China must continue reforming IPO rules
Just three years ago, China's market in domestic initial public offerings was worth around US$70 billion. It plunged to US$40 billion in 2011 and US$14 billion last year before the securities watchdog froze new listings amid a crackdown on fraud and misconduct among advisers. News of an imminent end to the IPO drought under a revamped regulatory regime is welcome, although the drain on liquidity could be a further drag on a lacklustre mainland A-share market.

Just three years ago, China's market in domestic initial public offerings was worth around US$70 billion. It plunged to US$40 billion in 2011 and US$14 billion last year before the securities watchdog froze new listings amid a crackdown on fraud and misconduct among advisers. News of an imminent end to the IPO drought under a revamped regulatory regime is welcome, although the drain on liquidity could be a further drag on a lacklustre mainland A-share market.
The China Securities Regulatory Commission says it will soon issue detailed rules to govern an IPO system based on a market disclosure regime instead of a drawn-out process of approval by regulators. To be implemented gradually, it will cut red tape and speed up applications.
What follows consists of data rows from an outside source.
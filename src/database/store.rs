use super::*;

/// Largest leaderboard a single query may ask for.
pub const MAX_LIMIT: usize = 100;

/// Default leaderboard size.
pub const DEFAULT_LIMIT: usize = 20;

#[derive(Debug)]
pub enum StoreError {
    Database(sqlx::Error),
    Decode { column: &'static str, reason: String },
    Unavailable(String),
}

impl std::error::Error for StoreError {
    fn source(&self) -> Option<&(dyn std::error::Error + 'static)> {
        match self {
            Self::Database(error) => Some(error),
            _ => None,
        }
    }
}

impl std::fmt::Display for StoreError {
    fn fmt(&self, f: &mut std::fmt::Formatter<'_>) -> std::fmt::Result {
        match self {
            Self::Database(error) => write!(f, "database request failed: {}", error),
            Self::Decode { column, reason } => {
                write!(f, "failed to decode column {}: {}", column, reason)
            }
            Self::Unavailable(reason) => write!(f, "record store is unavailable: {}", reason),
        }
    }
}

impl From<sqlx::Error> for StoreError {
    fn from(error: sqlx::Error) -> Self {
        Self::Database(error)
    }
}

pub type StoreResult<T> = std::result::Result<T, StoreError>;

/// Selection of records: optional mode filter, ordered by score descending
/// then time ascending, truncated to `limit`.
#[derive(Clone, Copy, Debug, PartialEq, Eq)]
pub struct RecordQuery {
    pub mode: Option<GameMode>,
    pub limit: usize,
}

impl RecordQuery {
    pub fn new(mode: Option<GameMode>, limit: usize) -> Self {
        Self {
            mode,
            limit: limit.min(MAX_LIMIT),
        }
    }
}

impl Default for RecordQuery {
    fn default() -> Self {
        Self::new(None, DEFAULT_LIMIT)
    }
}

#[derive(Clone, Debug, PartialEq, Eq)]
pub enum DeletePredicate {
    All,
    Id(RecordId),
    IdIn(Vec<RecordId>),
}

impl DeletePredicate {
    pub fn matches(&self, id: RecordId) -> bool {
        match self {
            Self::All => true,
            Self::Id(target) => *target == id,
            Self::IdIn(ids) => ids.contains(&id),
        }
    }
}

/// Access to the `game_records` table.
#[rocket::async_trait]
pub trait RecordStore: Send + Sync {
    /// Inserts one row and returns it as stored.
    async fn insert(&self, input: GameRecordInput) -> StoreResult<GameRecord>;

    async fn select(&self, query: &RecordQuery) -> StoreResult<Vec<GameRecord>>;

    async fn record_ids(&self) -> StoreResult<Vec<RecordId>>;

    /// Returns the number of deleted rows.
    async fn delete(&self, predicate: &DeletePredicate) -> StoreResult<u64>;
}

pub type SharedStore = std::sync::Arc<dyn RecordStore>;

/// Validates and stores a finished game.
pub async fn save(store: &dyn RecordStore, input: GameRecordInput) -> RequestResult<GameRecord> {
    let input = input
        .validate()
        .map_err(|reason| RequestError::InvalidRecord { reason })?;

    match store.insert(input).await {
        Ok(record) => {
            debug!(id = record.id, mode = %record.game_mode, "saved game record");
            Ok(record)
        }
        Err(error) => {
            error!("failed to save a game record: {}", error);
            Err(error.into())
        }
    }
}

/// Fetches the best `limit` records, optionally for a single mode.
pub async fn top_records(
    store: &dyn RecordStore,
    mode: Option<GameMode>,
    limit: usize,
) -> StoreResult<Vec<GameRecord>> {
    let query = RecordQuery::new(mode, limit);
    store.select(&query).await.map_err(|error| {
        error!("failed to fetch top records: {}", error);
        error
    })
}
With more than 750 firms queued to launch IPOs on the A-share market, an initial batch of about 50 could complete the new registration process in time to list by the end of next month.
The watchdog says the reforms are aimed at making the listing process more responsive to market demand. In other words, if they are carried through, market forces rather than unaccountable officials will now decide the fate of IPOs on their merits, not the strength of their political connections. That is a step in the right direction. Insider trading and other malpractices have become rife as a result of government intervention in the market to control IPO pricing and structure. But there is a long way to go before mainland markets shed their notorious casino image of a cash machine for state-owned enterprises that sucks money out of gullible small investors. The CSRC needs to maintain a sustained effort to improve accountability and transparency so that big and small investors alike get a fair deal.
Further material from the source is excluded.